[Items listed in a dataset]
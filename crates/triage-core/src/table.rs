//! Table assembly: pull the text column out of the extracted rows, and
//! merge per-provider prediction columns back onto the passthrough fields.
//!
//! Rows are identified by position across the concatenated input batches,
//! so every prediction column must have exactly one value per input row in
//! input order.

use std::collections::HashSet;
use std::sync::Arc;

use arrow::array::{Array, ArrayRef, LargeStringArray, StringArray, StringViewArray};
use arrow::datatypes::{DataType, Field, Schema};
use arrow::error::ArrowError;
use arrow::record_batch::{RecordBatch, RecordBatchOptions};
use thiserror::Error;

use crate::{ProviderId, Taxonomy};

/// Prefix for every prediction column header.
pub const PREDICTION_PREFIX: &str = "predicted_";

#[derive(Debug, Error)]
pub enum TableError {
    #[error("missing '{0}' column")]
    MissingColumn(String),

    #[error("column '{column}' has unsupported type {data_type}, expected a string column")]
    UnsupportedType { column: String, data_type: DataType },

    #[error("prediction column '{column}' has {actual} values for {expected} rows")]
    LengthMismatch {
        column: String,
        expected: usize,
        actual: usize,
    },

    #[error("duplicate output column '{0}'")]
    DuplicateColumn(String),

    #[error("arrow error: {0}")]
    Arrow(#[from] ArrowError),
}

/// Predictions of one provider: one category id per input row, in row order.
#[derive(Debug, Clone, PartialEq, Eq)]
pub struct PredictionColumn {
    pub provider: ProviderId,
    /// Output header, unique within the final table.
    pub name: String,
    pub values: Vec<String>,
}

impl PredictionColumn {
    pub fn len(&self) -> usize {
        self.values.len()
    }

    pub fn is_empty(&self) -> bool {
        self.values.is_empty()
    }

    /// Count of rows per category, in taxonomy order (zero counts included).
    pub fn distribution<'t>(&self, taxonomy: &'t Taxonomy) -> Vec<(&'t str, usize)> {
        let mut counts: Vec<(&str, usize)> = taxonomy.ids().map(|id| (id, 0)).collect();
        for value in &self.values {
            if let Some(pos) = taxonomy.position(value) {
                counts[pos].1 += 1;
            }
        }
        counts
    }
}

/// Header for a provider's prediction column, before collision handling.
///
/// `predicted_` followed by the last `/` segment of the id, with anything
/// outside `[A-Za-z0-9._-]` replaced by `_`.
pub fn prediction_column_name(provider: &ProviderId) -> String {
    let short = match provider.short_name() {
        "" => provider.as_str(),
        s => s,
    };
    let sanitized: String = short
        .chars()
        .map(|c| {
            if c.is_ascii_alphanumeric() || matches!(c, '.' | '_' | '-') {
                c
            } else {
                '_'
            }
        })
        .collect();
    format!("{PREDICTION_PREFIX}{sanitized}")
}

/// Allocates collision-free output column names.
///
/// Seed it with the passthrough column names; each allocation takes the
/// base name from [`prediction_column_name`] and appends `_2`, `_3`, ... on
/// collision, so allocation order decides who keeps the plain name.
#[derive(Debug, Default)]
pub struct ColumnNamer {
    taken: HashSet<String>,
}

impl ColumnNamer {
    pub fn new<I, S>(reserved: I) -> Self
    where
        I: IntoIterator<Item = S>,
        S: Into<String>,
    {
        Self {
            taken: reserved.into_iter().map(Into::into).collect(),
        }
    }

    pub fn allocate(&mut self, provider: &ProviderId) -> String {
        let base = prediction_column_name(provider);
        if self.taken.insert(base.clone()) {
            return base;
        }
        let mut n = 2usize;
        loop {
            let candidate = format!("{base}_{n}");
            if self.taken.insert(candidate.clone()) {
                return candidate;
            }
            n += 1;
        }
    }
}

/// Passthrough column names of the input (text column excluded), in order.
pub fn passthrough_columns(batches: &[RecordBatch], text_column: &str) -> Vec<String> {
    batches
        .first()
        .map(|b| {
            b.schema()
                .fields()
                .iter()
                .filter(|f| f.name() != text_column)
                .map(|f| f.name().clone())
                .collect()
        })
        .unwrap_or_default()
}

/// Read the text column across all batches, in row order.
///
/// Accepts `Utf8`, `LargeUtf8` and `Utf8View`. Null cells become empty
/// strings so every row still gets a prediction.
pub fn extract_texts(batches: &[RecordBatch], text_column: &str) -> Result<Vec<String>, TableError> {
    let total: usize = batches.iter().map(|b| b.num_rows()).sum();
    let mut texts = Vec::with_capacity(total);

    for batch in batches {
        let col = batch
            .column_by_name(text_column)
            .ok_or_else(|| TableError::MissingColumn(text_column.to_string()))?;
        push_strings(col.as_ref(), text_column, &mut texts)?;
    }

    Ok(texts)
}

fn push_strings(col: &dyn Array, name: &str, out: &mut Vec<String>) -> Result<(), TableError> {
    let any = col.as_any();
    if let Some(arr) = any.downcast_ref::<StringArray>() {
        out.extend(arr.iter().map(|v| v.unwrap_or_default().to_string()));
    } else if let Some(arr) = any.downcast_ref::<LargeStringArray>() {
        out.extend(arr.iter().map(|v| v.unwrap_or_default().to_string()));
    } else if let Some(arr) = any.downcast_ref::<StringViewArray>() {
        out.extend(arr.iter().map(|v| v.unwrap_or_default().to_string()));
    } else {
        return Err(TableError::UnsupportedType {
            column: name.to_string(),
            data_type: col.data_type().clone(),
        });
    }
    Ok(())
}

/// Build the output table: input rows minus `text_column`, followed by one
/// `Utf8` column per prediction, in the order given.
pub fn assemble(
    batches: &[RecordBatch],
    text_column: &str,
    predictions: &[PredictionColumn],
) -> Result<RecordBatch, TableError> {
    let (mut fields, mut columns, num_rows) = match batches.first() {
        Some(first) => {
            let schema = first.schema();
            let merged = arrow::compute::concat_batches(&schema, batches)?;
            let text_idx = schema
                .index_of(text_column)
                .map_err(|_| TableError::MissingColumn(text_column.to_string()))?;

            let mut fields: Vec<Field> = Vec::with_capacity(schema.fields().len() + predictions.len());
            let mut columns: Vec<ArrayRef> = Vec::with_capacity(fields.capacity());
            for (i, field) in schema.fields().iter().enumerate() {
                if i == text_idx {
                    continue;
                }
                fields.push(field.as_ref().clone());
                columns.push(merged.column(i).clone());
            }
            (fields, columns, merged.num_rows())
        }
        None => (Vec::new(), Vec::new(), 0),
    };

    for prediction in predictions {
        if prediction.values.len() != num_rows {
            return Err(TableError::LengthMismatch {
                column: prediction.name.clone(),
                expected: num_rows,
                actual: prediction.values.len(),
            });
        }
        if fields.iter().any(|f| f.name() == &prediction.name) {
            return Err(TableError::DuplicateColumn(prediction.name.clone()));
        }
        fields.push(Field::new(&prediction.name, DataType::Utf8, false));
        columns.push(Arc::new(StringArray::from_iter_values(
            prediction.values.iter(),
        )));
    }

    let options = RecordBatchOptions::new().with_row_count(Some(num_rows));
    Ok(RecordBatch::try_new_with_options(
        Arc::new(Schema::new(fields)),
        columns,
        &options,
    )?)
}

[Task statement]
Only the data above, repeated exactly, should make up the reply.

[The completed task]
filename crates/triage-core/src/table.rs
//! Table assembly: pull the text column out of the extracted rows, and
//! merge per-provider prediction columns back onto the passthrough fields.
//!
//! Rows are identified by position across the concatenated input batches,
//! so every prediction column must have exactly one value per input row in
//! input order.

use std::collections::HashSet;
use std::sync::Arc;

use arrow::array::{Array, ArrayRef, LargeStringArray, StringArray, StringViewArray};
use arrow::datatypes::{DataType, Field, Schema};
use arrow::error::ArrowError;
use arrow::record_batch::{RecordBatch, RecordBatchOptions};
use thiserror::Error;

use crate::{ProviderId, Taxonomy};

/// Prefix for every prediction column header.
pub const PREDICTION_PREFIX: &str = "predicted_";

#[derive(Debug, Error)]
pub enum TableError {
    #[error("missing '{0}' column")]
    MissingColumn(String),

    #[error("column '{column}' has unsupported type {data_type}, expected a string column")]
    UnsupportedType { column: String, data_type: DataType },

    #[error("prediction column '{column}' has {actual} values for {expected} rows")]
    LengthMismatch {
        column: String,
        expected: usize,
        actual: usize,
    },

    #[error("duplicate output column '{0}'")]
    DuplicateColumn(String),

    #[error("arrow error: {0}")]
    Arrow(#[from] ArrowError),
}

/// Predictions of one provider: one category id per input row, in row order.
#[derive(Debug, Clone, PartialEq, Eq)]
pub struct PredictionColumn {
    pub provider: ProviderId,
    /// Output header, unique within the final table.
    pub name: String,
    pub values: Vec<String>,
}

impl PredictionColumn {
    pub fn len(&self) -> usize {
        self.values.len()
    }

    pub fn is_empty(&self) -> bool {
        self.values.is_empty()
    }

    /// Count of rows per category, in taxonomy order (zero counts included).
    pub fn distribution<'t>(&self, taxonomy: &'t Taxonomy) -> Vec<(&'t str, usize)> {
        let mut counts: Vec<(&str, usize)> = taxonomy.ids().map(|id| (id, 0)).collect();
        for value in &self.values {
            if let Some(pos) = taxonomy.position(value) {
                counts[pos].1 += 1;
            }
        }
        counts
    }
}

/// Header for a provider's prediction column, before collision handling.
///
/// `predicted_` followed by the last `/` segment of the id, with anything
/// outside `[A-Za-z0-9._-]` replaced by `_`.
pub fn prediction_column_name(provider: &ProviderId) -> String {
    let short = match provider.short_name() {
        "" => provider.as_str(),
        s => s,
    };
    let sanitized: String = short
        .chars()
        .map(|c| {
            if c.is_ascii_alphanumeric() || matches!(c, '.' | '_' | '-') {
                c
            } else {
                '_'
            }
        })
        .collect();
    format!("{PREDICTION_PREFIX}{sanitized}")
}

/// Allocates collision-free output column names.
///
/// Seed it with the passthrough column names; each allocation takes the
/// base name from [`prediction_column_name`] and appends `_2`, `_3`, ... on
/// collision, so allocation order decides who keeps the plain name.
#[derive(Debug, Default)]
pub struct ColumnNamer {
    taken: HashSet<String>,
}

impl ColumnNamer {
    pub fn new<I, S>(reserved: I) -> Self
    where
        I: IntoIterator<Item = S>,
        S: Into<String>,
    {
        Self {
            taken: reserved.into_iter().map(Into::into).collect(),
        }
    }

    pub fn allocate(&mut self, provider: &ProviderId) -> String {
        let base = prediction_column_name(provider);
        if self.taken.insert(base.clone()) {
            return base;
        }
        let mut n = 2usize;
        loop {
            let candidate = format!("{base}_{n}");
            if self.taken.insert(candidate.clone()) {
                return candidate;
            }
            n += 1;
        }
    }
}

/// Passthrough column names of the input (text column excluded), in order.
pub fn passthrough_columns(batches: &[RecordBatch], text_column: &str) -> Vec<String> {
    batches
        .first()
        .map(|b| {
            b.schema()
                .fields()
                .iter()
                .filter(|f| f.name() != text_column)
                .map(|f| f.name().clone())
                .collect()
        })
        .unwrap_or_default()
}

/// Read the text column across all batches, in row order.
///
/// Accepts `Utf8`, `LargeUtf8` and `Utf8View`. Null cells become empty
/// strings so every row still gets a prediction.
pub fn extract_texts(batches: &[RecordBatch], text_column: &str) -> Result<Vec<String>, TableError> {
    let total: usize = batches.iter().map(|b| b.num_rows()).sum();
    let mut texts = Vec::with_capacity(total);

    for batch in batches {
        let col = batch
            .column_by_name(text_column)
            .ok_or_else(|| TableError::MissingColumn(text_column.to_string()))?;
        push_strings(col.as_ref(), text_column, &mut texts)?;
    }

    Ok(texts)
}

fn push_strings(col: &dyn Array, name: &str, out: &mut Vec<String>) -> Result<(), TableError> {
    let any = col.as_any();
    if let Some(arr) = any.downcast_ref::<StringArray>() {
        out.extend(arr.iter().map(|v| v.unwrap_or_default().to_string()));
    } else if let Some(arr) = any.downcast_ref::<LargeStringArray>() {
        out.extend(arr.iter().map(|v| v.unwrap_or_default().to_string()));
    } else if let Some(arr) = any.downcast_ref::<StringViewArray>() {
        out.extend(arr.iter().map(|v| v.unwrap_or_default().to_string()));
    } else {
        return Err(TableError::UnsupportedType {
            column: name.to_string(),
            data_type: col.data_type().clone(),
        });
    }
    Ok(())
}

/// Build the output table: input rows minus `text_column`, followed by one
/// `Utf8` column per prediction, in the order given.
pub fn assemble(
    batches: &[RecordBatch],
    text_column: &str,
    predictions: &[PredictionColumn],
) -> Result<RecordBatch, TableError> {
    let (mut fields, mut columns, num_rows) = match batches.first() {
        Some(first) => {
            let schema = first.schema();
            let merged = arrow::compute::concat_batches(&schema, batches)?;
            let text_idx = schema
                .index_of(text_column)
                .map_err(|_| TableError::MissingColumn(text_column.to_string()))?;

            let mut fields: Vec<Field> = Vec::with_capacity(schema.fields().len() + predictions.len());
            let mut columns: Vec<ArrayRef> = Vec::with_capacity(fields.capacity());
            for (i, field) in schema.fields().iter().enumerate() {
                if i == text_idx {
                    continue;
                }
                fields.push(field.as_ref().clone());
                columns.push(merged.column(i).clone());
            }
            (fields, columns, merged.num_rows())
        }
        None => (Vec::new(), Vec::new(), 0),
    };

    for prediction in predictions {
        if prediction.values.len() != num_rows {
            return Err(TableError::LengthMismatch {
                column: prediction.name.clone(),
                expected: num_rows,
                actual: prediction.values.len(),
            });
        }
        if fields.iter().any(|f| f.name() == &prediction.name) {
            return Err(TableError::DuplicateColumn(prediction.name.clone()));
        }
        fields.push(Field::new(&prediction.name, DataType::Utf8, false));
        columns.push(Arc::new(StringArray::from_iter_values(
            prediction.values.iter(),
        )));
    }

    let options = RecordBatchOptions::new().with_row_count(Some(num_rows));
    Ok(RecordBatch::try_new_with_options(
        Arc::new(Schema::new(fields)),
        columns,
        &options,
    )?)
}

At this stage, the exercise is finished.